In the original words, written in 1912 by Grant Clarke, one learns that Ragtime Cowboy Joe is "a high-faluting, scooting, shooting son-of-a-gun from Arizona."
Later versions have it that he is "a hifalootin', scootin’, shootin’ Son-of-a-gun from Arizona" while still later versions make him a "high falootin' rootin' tootin' Son-of-a-gun from Arizona."
Whether he is high-faluting, hifalootin' or high falootin', one wonders to what he is up? This appears to be a gerund derived from the verb "to falute" or "to faloot." What, pray tell, might this mean?
Padre
What made him "scoot" is an issue for another day. And perhaps why he quit scooting and started rooting.
Word-Detective.com says origin of "high falutin" is not known. Sob,sob.
origin of "high falutin" is not known
It HADDA come from somewhere, or nobody in 1912 wudda knowed what it meant.
oiks! I guess all my colorful business really didn't answer no question, did it?
This appears to be a gerund derived from the verb "to falute" or "to faloot."
Gerund? Looks like a participle to me.
I went to Google, hit I'm Feeling Lucky, and got:
5 entries found for hifalutin.
hi·fa·lu·tin ( P ) Pronunciation Key (hf-ltn)
adj. Informal
Variant of highfalutin.
Source: The American Heritage® Dictionary of the English Language, Fourth Edition
Copyright © 2000 by Houghton Mifflin Company.

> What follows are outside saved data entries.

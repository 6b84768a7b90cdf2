//! Domain types and wire DTOs for the PCount API.
//!
//! Wire field names are the upstream's Portuguese identifiers; serde rename
//! attributes keep the Rust side idiomatic.

use chrono::{DateTime, Utc};
use serde::{Deserialize, Serialize};

/// An authenticated user.
#[derive(Debug, Clone, Serialize, Deserialize)]
pub struct User {
    pub id: String,
    pub email: String,
    pub name: String,
    #[serde(default)]
    pub role: Option<String>,
}

/// A tenant/customer scope; most resources are namespaced under a contract.
#[derive(Debug, Clone, Serialize, Deserialize)]
pub struct Contract {
    pub id: String,
    pub name: String,
    #[serde(default)]
    pub company: Option<String>,
}

/// Operating status of a production line.
#[derive(Debug, Clone, Copy, PartialEq, Eq, Serialize, Deserialize)]
pub enum LineStatus {
    #[serde(rename = "produzindo")]
    Producing,
    #[serde(rename = "aguardando")]
    Waiting,
    #[serde(rename = "iniciando")]
    Starting,
}

/// A physical production line within a contract.
#[derive(Debug, Clone, Serialize, Deserialize)]
pub struct ProductionLine {
    pub id: String,
    pub name: String,
    pub status: LineStatus,
    /// Machine key/tag identifying the line on the factory floor.
    pub code: String,
}

/// A manufacturable product registered under a contract.
#[derive(Debug, Clone, Serialize, Deserialize)]
pub struct Product {
    pub id: String,
    #[serde(rename = "codigo")]
    pub code: String,
    #[serde(rename = "nome")]
    pub name: String,
    #[serde(rename = "descricao", default)]
    pub description: Option<String>,
}

/// Product reference carried inside a pallet formation.
#[derive(Debug, Clone, Serialize, Deserialize)]
pub struct PalletProduct {
    #[serde(rename = "codigo")]
    pub code: String,
    #[serde(rename = "nome")]
    pub name: String,
}

/// How many units of a product make up one pallet.
#[derive(Debug, Clone, Serialize, Deserialize)]
pub struct PalletFormation {
    pub id: String,
    #[serde(rename = "produto")]
    pub product: PalletProduct,
    #[serde(rename = "quantidadePorPalete")]
    pub quantity_per_pallet: u32,
}

/// Status of a production run.
#[derive(Debug, Clone, Copy, PartialEq, Eq, Serialize, Deserialize)]
pub enum ProductionStatus {
    #[serde(rename = "EM PRODUCAO")]
    InProgress,
    #[serde(rename = "FINALIZADA")]
    Finished,
}

impl ProductionStatus {
    /// The upstream wire label.
    pub fn as_str(self) -> &'static str {
        match self {
            ProductionStatus::InProgress => "EM PRODUCAO",
            ProductionStatus::Finished => "FINALIZADA",
        }
    }
}

/// A single production run on a line.
#[derive(Debug, Clone, Serialize, Deserialize)]
#[serde(rename_all = "camelCase")]
pub struct Production {
    pub id: String,
    pub line_id: String,
    pub product_code: String,
    pub product_name: String,
    pub technician: String,
    pub start_date: String,
    #[serde(default, skip_serializing_if = "Option::is_none")]
    pub end_date: Option<String>,
    pub status: ProductionStatus,
}

/// Fields accepted when creating or updating a production run.
#[derive(Debug, Clone, Serialize, Deserialize)]
#[serde(rename_all = "camelCase")]
pub struct ProductionDraft {
    pub line_id: String,
    pub product_code: String,
    pub product_name: String,
    pub technician: String,
    pub start_date: String,
}

/// Query filters for production listings. Serialized into the listing query
/// string, so field values get form-urlencoded on the way out.
#[derive(Debug, Clone, Default, Serialize)]
#[serde(rename_all = "camelCase")]
pub struct ProductionFilters {
    #[serde(skip_serializing_if = "Option::is_none")]
    pub line_id: Option<String>,
    #[serde(skip_serializing_if = "Option::is_none")]
    pub status: Option<ProductionStatus>,
    #[serde(skip_serializing_if = "Option::is_none")]
    pub start_date: Option<String>,
    #[serde(skip_serializing_if = "Option::is_none")]
    pub end_date: Option<String>,
}

/// Search body for the dashboard statistics endpoint.
///
/// `circuito_ids` must be non-empty: the upstream treats an empty list as "no
/// scope", not "all scope", so callers resolve "all lines" into an explicit
/// enumeration before building this request.
#[derive(Debug, Clone, Serialize)]
pub struct DashboardSearch {
    #[serde(rename = "usuarioId")]
    pub usuario_id: String,
    #[serde(rename = "de", skip_serializing_if = "Option::is_none")]
    pub from: Option<DateTime<Utc>>,
    #[serde(rename = "ate", skip_serializing_if = "Option::is_none")]
    pub to: Option<DateTime<Utc>>,
    #[serde(rename = "circuitoIds")]
    pub circuito_ids: Vec<String>,
}

/// A duration as the upstream sends it: absent, a decimal number of hours,
/// or a clock-style `H:MM` string.
#[derive(Debug, Clone, Deserialize)]
#[serde(untagged)]
pub enum RawDuration {
    Hours(f64),
    Clock(String),
}

/// One entry of the hourly production series.
#[derive(Debug, Clone, Deserialize)]
pub struct HourlyEntry {
    #[serde(rename = "dataHora")]
    pub data_hora: String,
    #[serde(rename = "valor1", default)]
    pub valor1: f64,
    #[serde(rename = "valor2", default)]
    pub valor2: f64,
}

/// Aggregate production totals over the searched period.
#[derive(Debug, Clone, Deserialize)]
pub struct ProducedTotals {
    #[serde(rename = "maximo", default)]
    pub maximo: f64,
    #[serde(rename = "minimo", default)]
    pub minimo: f64,
    #[serde(rename = "total", default)]
    pub total: f64,
}

/// Raw dashboard payload as returned by the upstream. Any field may be
/// absent or zero; absence triggers client-side derivation.
#[derive(Debug, Clone, Default, Deserialize)]
pub struct DashboardResponse {
    #[serde(rename = "horaProdutiva", default)]
    pub hora_produtiva: Option<RawDuration>,
    #[serde(rename = "horaOciosa", default)]
    pub hora_ociosa: Option<RawDuration>,
    #[serde(rename = "mediaHora", default)]
    pub media_hora: Option<f64>,
    #[serde(rename = "totalProduzido", default)]
    pub total_produzido: Option<ProducedTotals>,
    #[serde(rename = "totalProduzidoHora", default)]
    pub total_produzido_hora: Vec<HourlyEntry>,
}

/// One bar of the dashboard hourly chart.
#[derive(Debug, Clone, PartialEq, Serialize)]
pub struct HourlyPoint {
    pub hour: String,
    pub value: f64,
}

/// Normalized dashboard statistics consumed by the UI. Every field is always
/// present; numeric fields are finite and non-negative.
#[derive(Debug, Clone, PartialEq, Serialize)]
#[serde(rename_all = "camelCase")]
pub struct ProductionStats {
    /// Total operating hours, formatted to one decimal place.
    pub operation_hours: String,
    /// Productive hours as a clock-style display string (`H:MM`).
    pub productive_hours: String,
    /// Average units per hour, rounded to the nearest integer.
    pub avg_production: f64,
    /// Total units produced over the period.
    pub total_produced: f64,
    /// Ordered hourly series. Empty means "no data", never an error.
    pub hourly_production: Vec<HourlyPoint>,
}

/// What a domain service does when the upstream call fails.
///
/// Degrading to fixture data is always a caller decision; the gateway itself
/// never substitutes data on failure.
#[derive(Debug, Clone, Copy, PartialEq, Eq, Default)]
pub enum FallbackPolicy {
    /// Propagate the failure to the caller.
    #[default]
    Strict,
    /// Serve fixture data instead of failing.
    FixtureOnError,
}

#[cfg(test)]
mod tests {
    use super::*;

    #[test]
    fn dashboard_response_tolerates_missing_fields() {
        let raw: DashboardResponse = serde_json::from_str("{}").unwrap();
        assert!(raw.hora_produtiva.is_none());
        assert!(raw.media_hora.is_none());
        assert!(raw.total_produzido_hora.is_empty());
    }

    #[test]
    fn raw_duration_accepts_numbers_and_clock_strings() {
        let raw: DashboardResponse = serde_json::from_str(
            r#"{"horaProdutiva": "2:30", "horaOciosa": 1.5}"#,
        )
        .unwrap();
        assert!(matches!(raw.hora_produtiva, Some(RawDuration::Clock(ref s)) if s == "2:30"));
        assert!(matches!(raw.hora_ociosa, Some(RawDuration::Hours(h)) if h == 1.5));
    }

    #[test]
    fn dashboard_search_serializes_upstream_field_names() {
        let search = DashboardSearch {
            usuario_id: "u1".into(),
            from: None,
            to: None,
            circuito_ids: vec!["c1".into(), "c2".into()],
        };
        let json = serde_json::to_value(&search).unwrap();
        assert_eq!(json["usuarioId"], "u1");
        assert_eq!(json["circuitoIds"][1], "c2");
        assert!(json.get("de").is_none());
    }

    #[test]
    fn production_status_uses_upstream_labels() {
        let json = serde_json::to_string(&ProductionStatus::InProgress).unwrap();
        assert_eq!(json, r#""EM PRODUCAO""#);
        let status: ProductionStatus = serde_json::from_str(r#""FINALIZADA""#).unwrap();
        assert_eq!(status, ProductionStatus::Finished);
    }

    #[test]
    fn hora_produtiva_explicit_null_parses_as_absent() {
        let raw: DashboardResponse =
            serde_json::from_str(r#"{"horaProdutiva": null, "horaOciosa": null}"#).unwrap();
        assert!(raw.hora_produtiva.is_none());
        assert!(raw.hora_ociosa.is_none());
    }
}
//! Scripted transport doubles for testing
//!
//! These run the acquisition loop without hardware: a [`ScriptedSource`]
//! plays back a fixed sequence of reports, timeouts, and failures, and a
//! [`ScriptedOpener`] hands out sources in order so reconnect paths can be
//! exercised too. Opener clones share one queue, letting a test keep a
//! handle while the bridge owns another.

use crate::gamepad::device::{ReportSource, SourceOpener, TransportError};
use std::collections::VecDeque;
use std::sync::atomic::{AtomicBool, Ordering};
use std::sync::{Arc, Mutex};
use std::time::Duration;

/// One scripted transport outcome
#[derive(Debug, Clone)]
pub enum ScriptStep {
    /// Deliver this raw report
    Report(Vec<u8>),
    /// Report a read timeout (no new input)
    Timeout,
    /// Fail the read with an I/O error
    Fail(String),
}

/// Report source that plays back a fixed script.
///
/// Once the script is exhausted the source keeps reporting timeouts; if a
/// stop flag was attached, it is cleared first so a loop driven by that
/// flag exits deterministically.
pub struct ScriptedSource {
    steps: VecDeque<ScriptStep>,
    stop_flag: Option<Arc<AtomicBool>>,
}

impl ScriptedSource {
    pub fn new(steps: Vec<ScriptStep>) -> Self {
        Self {
            steps: steps.into(),
            stop_flag: None,
        }
    }

    /// Clear `flag` when the script runs out.
    pub fn with_stop_flag(mut self, flag: Arc<AtomicBool>) -> Self {
        self.stop_flag = Some(flag);
        self
    }
}

impl ReportSource for ScriptedSource {
    fn read_report(&mut self, _timeout: Duration) -> Result<Option<Vec<u8>>, TransportError> {
        match self.steps.pop_front() {
            Some(ScriptStep::Report(raw)) => Ok(Some(raw)),
            Some(ScriptStep::Timeout) => Ok(None),
            Some(ScriptStep::Fail(reason)) => Err(TransportError::Io(reason)),
            None => {
                if let Some(flag) = &self.stop_flag {
                    flag.store(false, Ordering::SeqCst);
                }
                Ok(None)
            }
        }
    }
}

/// Opener that hands out queued sources in order; when the queue is empty,
/// opens fail with `NotFound`.
#[derive(Clone, Default)]
pub struct ScriptedOpener {
    sources: Arc<Mutex<VecDeque<ScriptedSource>>>,
}

impl ScriptedOpener {
    pub fn new() -> Self {
        Self::default()
    }

    /// Queue the next source to hand out.
    pub fn push(&self, source: ScriptedSource) {
        self.sources.lock().unwrap().push_back(source);
    }
}

impl SourceOpener for ScriptedOpener {
    type Source = ScriptedSource;

    fn open(&mut self) -> Result<ScriptedSource, TransportError> {
        self.sources
            .lock()
            .unwrap()
            .pop_front()
            .ok_or(TransportError::NotFound { vendor_id: 0 })
    }
}
//! padbridge-rs: USB Gamepad to Data-Layer Bridge
//!
//! This library reads raw HID input reports from a Logitech F710 gamepad,
//! decodes them into typed controller state, and publishes changed values
//! to named data-layer nodes.

pub mod bridge;
pub mod config;
pub mod datalayer;
pub mod gamepad;

// Re-export commonly used items
pub use bridge::{Bridge, BridgeError, BridgeHandle, BridgePhase};
pub use config::Config;
pub use datalayer::{NodePublisher, NodeStore, NodeValue};
pub use gamepad::{decode_report, diff, Button, DpadDirection, Field, PadState};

Published by Houghton Mifflin Company. All rights reserved.
high·fa·lu·tin or hi·fa·lu·tin ( P ) Pronunciation Key (hf-ltn) also high·fa·lu·ting (-ltn, -ltng)
adj. Informal
Pompous or pretentious: “highfalutin reasons for denying direct federal assistance to the unemployed” (Arthur M. Schlesinger, Jr.).
[Origin unknown.]
Regional Note: H.L. Mencken, in his famous book The American Language, mentions highfalutin as an example of the many native U.S. words coined during the 19th-century period of vigorous growth. Although highfalutin is characteristic of American folk speech, it is not a true regionalism because it has always occurred in all regions of the country, with its use and popularity spurred by its appearance in print. The origin of highfalutin, like that of many folk expressions, is obscure. It has been suggested that the second element, -falutin, comes from the verb flutehence high-fluting, a comical indictment of people who think too highly of themselves.
Source: The American Heritage® Dictionary of the English Language, Fourth Edition
Copyright © 2000 by Houghton Mifflin Company.
Published by Houghton Mifflin Company. All rights reserved.
hifalutin
\Hi`fa*lu"tin\, n. See Highfaluting.
Source: Webster's Revised Unabridged Dictionary, © 1996, 1998 MICRA, Inc.
hifalutin
Highfaluting \High`fa*lu"ting\, n. [Perh. a corruption of highflighting.] High-flown, bombastic language. [Written also hifalutin.] [Jocular, U. S.] --Lowell.
Source: Webster's Revised Unabridged Dictionary, © 1996, 1998 MICRA, Inc.
hifalutin
adj : affectedly genteel [syn: grandiose, highfalutin, highfaluting, hoity-toity, la-di-da]
Source: WordNet ® 1.6, © 1997 Princeton University
Looks like a participle to me.
A gerund IS a present participle, or at least it was about a hundred years ago when I was in grammar school.
A gerund IS a present participle
Hoo, boy! Don' tell Dub Dub'.
Last night when I was looking up high-falutin', one of the sites had a list of related words. One of these in particular stood out to me, because I didn't know it and because I liked the sound of it: bedizen. Today's Word of the Day on Gurunet: bedizen. (To dress or adorn with gaudy finery or vulgarity.)
<Twilight Zone theme music>
A gerund IS a present participleMust of was a passing fad. This site says they're different, the gerund is a verb pretending to be a noun and the present participle a verb pretending to be an adjective.
http://owl.english.purdue.edu/handouts/grammar/g_verbals.html#ger-partOf course with nouns and adjectives cross-dressing so much these days, who knows? In Latin you could tell the diffenece just by looking, but then, they were a little stricter with the moral codes in them days. Nowadays we have verbs pretending to be adjectives acting as nouns and pretending to be nouns acting as adjectives. The whole thing just sets up a spinning in my head.
There's a new book coming out soon:
"The Trials and Tribulations of a Grammatical Prescriptivist" by Faldage. Published by Arachaic Notions Press ...
This is description, pure and simple, Pfranz.
From Menken:
Of adjectives the list is scarcely less long. Among the coinages of the first half of the century that are in good use today are non-committal, highfalutin, well-posted, down-town, two-fer, played-out, flat-footed, whole-souled and true-blue. The first appears in a Senate debate of 1841; highfalutin in a political speech of the same decade.